[Entries taken from a collection]
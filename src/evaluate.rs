//! Evaluation collaborator
//!
//! The monitor only *requests* evaluations; running them is somebody else's
//! job. The shipped [`CommandEvaluator`] launches an external program and
//! walks away, leaving a background task to log how it exited.

use std::path::PathBuf;
use std::process::Stdio;
use std::sync::Arc;

use tokio::process::Command;
use tracing::{info, warn};

use crate::config::EvaluationConfig;
use crate::experiment::ExperimentId;
use crate::{Error, Result};

/// Placeholder replaced by the experiment id in command arguments.
pub const ID_PLACEHOLDER: &str = "{id}";

/// Accepts evaluation requests without waiting for them to finish.
pub trait Evaluator: Send + Sync {
    /// Submit an evaluation run for `id`.
    ///
    /// # Errors
    ///
    /// Returns [`Error::EvaluationUnavailable`] if the request could not be
    /// handed over.
    fn submit(&self, id: ExperimentId) -> Result<()>;
}

/// Evaluator used when nothing is configured: every request is refused.
#[derive(Debug, Default, Clone, Copy)]
pub struct UnavailableEvaluator;

impl Evaluator for UnavailableEvaluator {
    fn submit(&self, _id: ExperimentId) -> Result<()> {
        Err(Error::EvaluationUnavailable(
            "no evaluation command configured".to_string(),
        ))
    }
}

/// Launches a configured command per evaluation request.
///
/// Every argument has `{id}` replaced by the experiment id. Must be used from
/// within a tokio runtime.
#[derive(Debug, Clone)]
pub struct CommandEvaluator {
    program: String,
    args: Vec<String>,
    working_dir: Option<PathBuf>,
}

impl CommandEvaluator {
    /// Create an evaluator running `program` with `args`.
    #[must_use]
    pub fn new(program: impl Into<String>, args: Vec<String>) -> Self {
        Self {
            program: program.into(),
            args,
            working_dir: None,
        }
    }

    /// Split a command line (`[program, args...]`); `None` if it is empty.
    #[must_use]
    pub fn from_command_line(command: &[String]) -> Option<Self> {
        let (program, args) = command.split_first()?;
        Some(Self::new(program.clone(), args.to_vec()))
    }

    /// Run the command inside `dir`.
    #[must_use]
    pub fn with_working_dir(mut self, dir: impl Into<PathBuf>) -> Self {
        self.working_dir = Some(dir.into());
        self
    }

    /// The program to launch.
    #[must_use]
    pub fn program(&self) -> &str {
        &self.program
    }

    /// Arguments for one experiment, placeholders substituted.
    #[must_use]
    pub fn args_for(&self, id: ExperimentId) -> Vec<String> {
        let id = id.to_string();
        self.args
            .iter()
            .map(|arg| arg.replace(ID_PLACEHOLDER, &id))
            .collect()
    }
}

impl Evaluator for CommandEvaluator {
    fn submit(&self, id: ExperimentId) -> Result<()> {
        let mut command = Command::new(&self.program);
        command.args(self.args_for(id)).stdin(Stdio::null());
        if let Some(dir) = &self.working_dir {
            command.current_dir(dir);
        }

        let mut child = command.spawn().map_err(|e| {
            Error::EvaluationUnavailable(format!("failed to launch {}: {e}", self.program))
        })?;
        info!(%id, program = %self.program, pid = ?child.id(), "evaluation launched");

        tokio::spawn(async move {
            match child.wait().await {
                Ok(status) if status.success() => info!(%id, "evaluation finished"),
                Ok(status) => warn!(%id, %status, "evaluation exited with failure"),
                Err(e) => warn!(%id, error = %e, "lost track of evaluation process"),
            }
        });
        Ok(())
    }
}

/// Build the evaluator described by the configuration.
#[must_use]
pub fn evaluator_from_config(config: &EvaluationConfig) -> Arc<dyn Evaluator> {
    match CommandEvaluator::from_command_line(&config.command) {
        Some(evaluator) => match &config.working_dir {
            Some(dir) => Arc::new(evaluator.with_working_dir(dir)),
            None => Arc::new(evaluator),
        },
        None => Arc::new(UnavailableEvaluator),
    }
}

What you should do:
Starting at the first line of the records above, please copy each line exactly until you reach the line containing "use crate::experiment::ExperimentId;". Include that line and stop there.

Result below:
filename src/evaluate.rs
//! Evaluation collaborator
//!
//! The monitor only *requests* evaluations; running them is somebody else's
//! job. The shipped [`CommandEvaluator`] launches an external program and
//! walks away, leaving a background task to log how it exited.

use std::path::PathBuf;
use std::process::Stdio;
use std::sync::Arc;

use tokio::process::Command;
use tracing::{info, warn};

use crate::config::EvaluationConfig;
use crate::experiment::ExperimentId;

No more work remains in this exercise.